La scorsa settimana abbiamo parlato di Duplicity, un software professionale che permette di replicare i propri dati on-demand sul cloud storage di Amazon S3, oppure su Google Docs. Questo applicativo si rivolge principalmente al mondo server e la gestione avviene attraverso comandi dati da shell. Pur avendo una sintassi relativamente semplice, la mancanza di una interfaccia grafica (GUI) non rende questo software user friendly.
Duplicati è l’evoluzione di
Duplicity per il mondo consumer ed è caratterizzato da un’interfaccia grafica intuitiva, pulita e ben disegnata. È disponibile su tutte le piattaforme attuali ( Windows, Linux, OS X ) e, come Duplicity, è sviluppato sull’onda della filosofia Opensource, quindi, è rilasciato gratuitamente e con il codice assolutamente accessibile e modificabile. La licenza di rilascio è GNU.
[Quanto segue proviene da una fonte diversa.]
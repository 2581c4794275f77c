use color_eyre::eyre::eyre;
use color_eyre::Result;
use serde::{Deserialize, Serialize};
use std::collections::{BTreeMap, HashMap, HashSet};
use std::fmt;
use std::path::{Path, PathBuf};

/// Manages config directory and config file operations
#[derive(Clone)]
pub struct ConfigManager {
    pub(crate) config_dir: PathBuf,
}

impl ConfigManager {
    /// Create a ConfigManager with a custom config directory (primarily for testing)
    pub fn with_dir(config_dir: PathBuf) -> Self {
        Self { config_dir }
    }

    /// Create a new ConfigManager for the given app name
    pub fn new(app_name: &str) -> Result<Self> {
        let config_dir = dirs::config_dir()
            .ok_or_else(|| eyre!("Could not determine config directory"))?
            .join(app_name);

        Ok(Self { config_dir })
    }

    /// Get the config directory path
    pub fn config_dir(&self) -> &Path {
        &self.config_dir
    }

    /// Get path to a specific config file or subdirectory
    pub fn config_path(&self, path: &str) -> PathBuf {
        self.config_dir.join(path)
    }

    /// Ensure the config directory exists
    pub fn ensure_config_dir(&self) -> Result<()> {
        if !self.config_dir.exists() {
            std::fs::create_dir_all(&self.config_dir)?;
        }
        Ok(())
    }

    /// Generate default configuration template as a string with comments
    /// All fields are commented out so defaults are used, but users can uncomment to override
    pub fn generate_default_config(&self) -> String {
        let config = AppConfig::default();
        let toml_str = toml::to_string_pretty(&config)
            .unwrap_or_else(|e| panic!("Failed to serialize default config: {}", e));

        Self::comment_all_fields(toml_str, Self::collect_all_comments())
    }

    /// Collect all field comments from struct constants into a map
    fn collect_all_comments() -> HashMap<String, String> {
        let mut comments = HashMap::new();

        for (field, comment) in APP_COMMENTS {
            comments.insert(field.to_string(), comment.to_string());
        }
        let sections: [(&str, &[(&str, &str)]); 6] = [
            ("file_loading", FILE_LOADING_COMMENTS),
            ("api", API_COMMENTS),
            ("cache", CACHE_COMMENTS),
            ("warehouse", WAREHOUSE_COMMENTS),
            ("chart", CHART_COMMENTS),
            ("export", EXPORT_COMMENTS),
        ];
        for (section, fields) in sections {
            for (field, comment) in fields {
                comments.insert(format!("{}.{}", section, field), comment.to_string());
            }
        }

        comments
    }

    /// Comment out all fields in TOML and add comments.
    /// Also adds missing Option fields as commented-out `# field = null`
    fn comment_all_fields(toml: String, comments: HashMap<String, String>) -> String {
        let mut result = String::new();
        result.push_str("# datadash configuration file\n");
        result
            .push_str("# This file uses TOML format. See https://toml.io/ for syntax reference.\n");
        result.push('\n');

        let mut current_section = String::new();
        let mut seen_fields: HashSet<String> = HashSet::new();

        let mut in_array = false;

        for line in toml.lines() {
            // Continuation lines of a multi-line array
            if in_array {
                in_array = line.trim() != "]";
                result.push_str("# ");
                result.push_str(line);
                result.push('\n');
                continue;
            }

            if let Some(section) = Self::extract_section_name(line) {
                current_section = section.clone();
                if let Some(header) = SECTION_HEADERS.iter().find(|(s, _)| *s == section) {
                    result.push_str(header.1);
                    result.push('\n');
                }
                result.push_str("# ");
                result.push_str(line);
                result.push('\n');
                continue;
            }

            if let Some(field_path) = Self::extract_field_path(line, &current_section) {
                if let Some(comment) = comments.get(&field_path) {
                    for comment_line in comment.lines() {
                        result.push_str("# ");
                        result.push_str(comment_line);
                        result.push('\n');
                    }
                }
                seen_fields.insert(field_path);
                in_array = line.trim_end().ends_with('[');
                result.push_str("# ");
                result.push_str(line);
                result.push('\n');
            } else {
                result.push_str(line);
                result.push('\n');
            }
        }

        Self::add_missing_option_fields(result, &comments, &seen_fields)
    }

    /// Add missing Option fields that weren't serialized (because they're None)
    fn add_missing_option_fields(
        mut result: String,
        comments: &HashMap<String, String>,
        seen_fields: &HashSet<String>,
    ) -> String {
        let option_fields = [
            "file_loading.delimiter",
            "warehouse.host",
            "warehouse.account",
            "warehouse.user",
            "warehouse.password",
            "warehouse.database",
            "warehouse.schema",
            "export.output_dir",
        ];

        let mut missing_by_section: BTreeMap<&str, Vec<&str>> = BTreeMap::new();
        for field_path in option_fields {
            if !seen_fields.contains(field_path) && comments.contains_key(field_path) {
                if let Some((section, _)) = field_path.split_once('.') {
                    missing_by_section.entry(section).or_default().push(field_path);
                }
            }
        }

        for (section, fields) in &missing_by_section {
            let section_header = format!("[{}]", section);
            if let Some(section_pos) = result.find(&section_header) {
                let after_header_start = section_pos + section_header.len();
                let newline_pos = result[after_header_start..].find('\n').unwrap_or(0);
                let insert_pos = after_header_start + newline_pos + 1;

                let mut new_content = String::new();
                for field_path in fields {
                    if let Some(comment) = comments.get(*field_path) {
                        for comment_line in comment.lines() {
                            new_content.push_str("# ");
                            new_content.push_str(comment_line);
                            new_content.push('\n');
                        }
                    }
                    let field_name = field_path.rsplit('.').next().unwrap_or(field_path);
                    new_content.push_str(&format!("# {} = null\n", field_name));
                    new_content.push('\n');
                }

                result.insert_str(insert_pos, &new_content);
            }
        }

        result
    }

    /// Extract section name from TOML line like "[api]" or "[warehouse.tables]"
    fn extract_section_name(line: &str) -> Option<String> {
        let trimmed = line.trim();
        if trimmed.starts_with('[') && trimmed.ends_with(']') {
            Some(trimmed[1..trimmed.len() - 1].to_string())
        } else {
            None
        }
    }

    fn extract_field_path(line: &str, current_section: &str) -> Option<String> {
        let trimmed = line.trim();
        if trimmed.is_empty() || trimmed.starts_with('#') || trimmed.starts_with('[') {
            return None;
        }
        let (field_name, _) = trimmed.split_once('=')?;
        let field_name = field_name.trim();
        if current_section.is_empty() {
            Some(field_name.to_string())
        } else {
            Some(format!("{}.{}", current_section, field_name))
        }
    }

    /// Write default configuration to config file
    pub fn write_default_config(&self, force: bool) -> Result<PathBuf> {
        let config_path = self.config_path("config.toml");

        if config_path.exists() && !force {
            return Err(eyre!(
                "Config file already exists at {}. Use --force to overwrite.",
                config_path.display()
            ));
        }

        self.ensure_config_dir()?;
        std::fs::write(&config_path, self.generate_default_config())?;

        Ok(config_path)
    }
}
Il software è sviluppato usando il linguaggio C# tramite il Framework .NET 2.0 di Microsoft, pertanto con Windows utilizzerà il .NET ufficiale mentre sotto Linux e con OS X l’alternativa della community Mono 2.x.
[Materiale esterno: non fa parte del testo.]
use crate::{
    capabilities::AgentConfig,
    codec::{ImageReference, PNG},
    errors::{AgentError, Result},
    providers::{GenerationReply, GenerationRequest, GenerativeClient, Modality, Prompt, ReplyPart},
};
use tracing::{debug, info, warn};

pub const IMPROVER_PROMPT: &str =
    "Improve the following image while keeping the original structure same.";

/// Turns a free-form drawing into an enhanced image.
///
/// The source image is part of the agent config. Without one, `improve`
/// fails before anything is sent upstream.
pub struct ImageImprover<'a, C> {
    client: &'a C,
    config: AgentConfig,
}

impl<'a, C: GenerativeClient> ImageImprover<'a, C> {
    pub fn new(client: &'a C, config: AgentConfig) -> Self {
        Self { client, config }
    }

    pub async fn improve(&self) -> Result<ImageReference> {
        let source = self
            .config
            .image
            .as_ref()
            .filter(|image| !image.is_empty())
            .ok_or(AgentError::MissingInput)?;

        let prompt = Prompt::new()
            .text(IMPROVER_PROMPT)
            .media(source.clone(), PNG);
        let request = GenerationRequest::new(&self.config.model, prompt)
            .with_modalities(&[Modality::Text, Modality::Image]);

        let reply = self.client.generate(request).await?;

        match extract_first_image(&reply) {
            Some(image) => {
                info!(target: "image_improver", mime_type = image.mime_type(), "已生成优化后的图片");
                Ok(image)
            }
            None => {
                warn!(target: "image_improver", "模型响应中没有图片片段");
                debug!(target: "image_improver", reply = ?reply.as_text(), "模型返回的文本内容");
                Err(AgentError::NoImageInResponse)
            }
        }
    }
}

/// First image part of the first entry that has any parts at all.
///
/// Leading text parts are skipped. Later entries are not consulted once a
/// populated entry is found, and flat-text replies never yield an image.
pub fn extract_first_image(reply: &GenerationReply) -> Option<ImageReference> {
    let entry = reply
        .as_parts()?
        .iter()
        .find(|entry| !entry.parts.is_empty())?;

    entry.parts.iter().find_map(|part| match part {
        ReplyPart::InlineData { mime_type, data }
            if mime_type.starts_with("image/") && !data.is_empty() =>
        {
            Some(ImageReference::Embedded {
                mime_type: mime_type.clone(),
                data: data.clone(),
            })
        }
        _ => None,
    })
}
Duplicati non è solamente la naturale evoluzione, in termini di usabilità, di Duplicity, me è diventato un prodotto migliore quando è stata introdotta la possibilità interagire con un numero maggiore di piattaforme tra cui SkyDrive di Microsoft e CloudFiles di RackSpace. Il resto delle feature di sicurezza sono speculari a Duplicity, pertanto vi è cifratura GPG o AES. Anche la metodologia dei backup incrementali non varia.
Essendo pensato per il mondo consumer vi sono, apparentemente, più feature di contorno, come lo scheduling dei backup.
L’installazione è molto semplice: per Windows e OS X basta scaricare dal sito ufficiale la versione appropriata (che per Windows è un file .msi mentre per OS X un .dmg); per Linux è ancora più banale essendo incluso nei repository ufficiali (come Duplicity). Dal terminale basterà digitare apt-get install duplicati oppure yum install duplicati.
All’apertura dell’applicazione, la prima volta, verrà chiesto quale azione eseguire. Basterà seguire le brevissime istruzioni per eseguire backup e restore.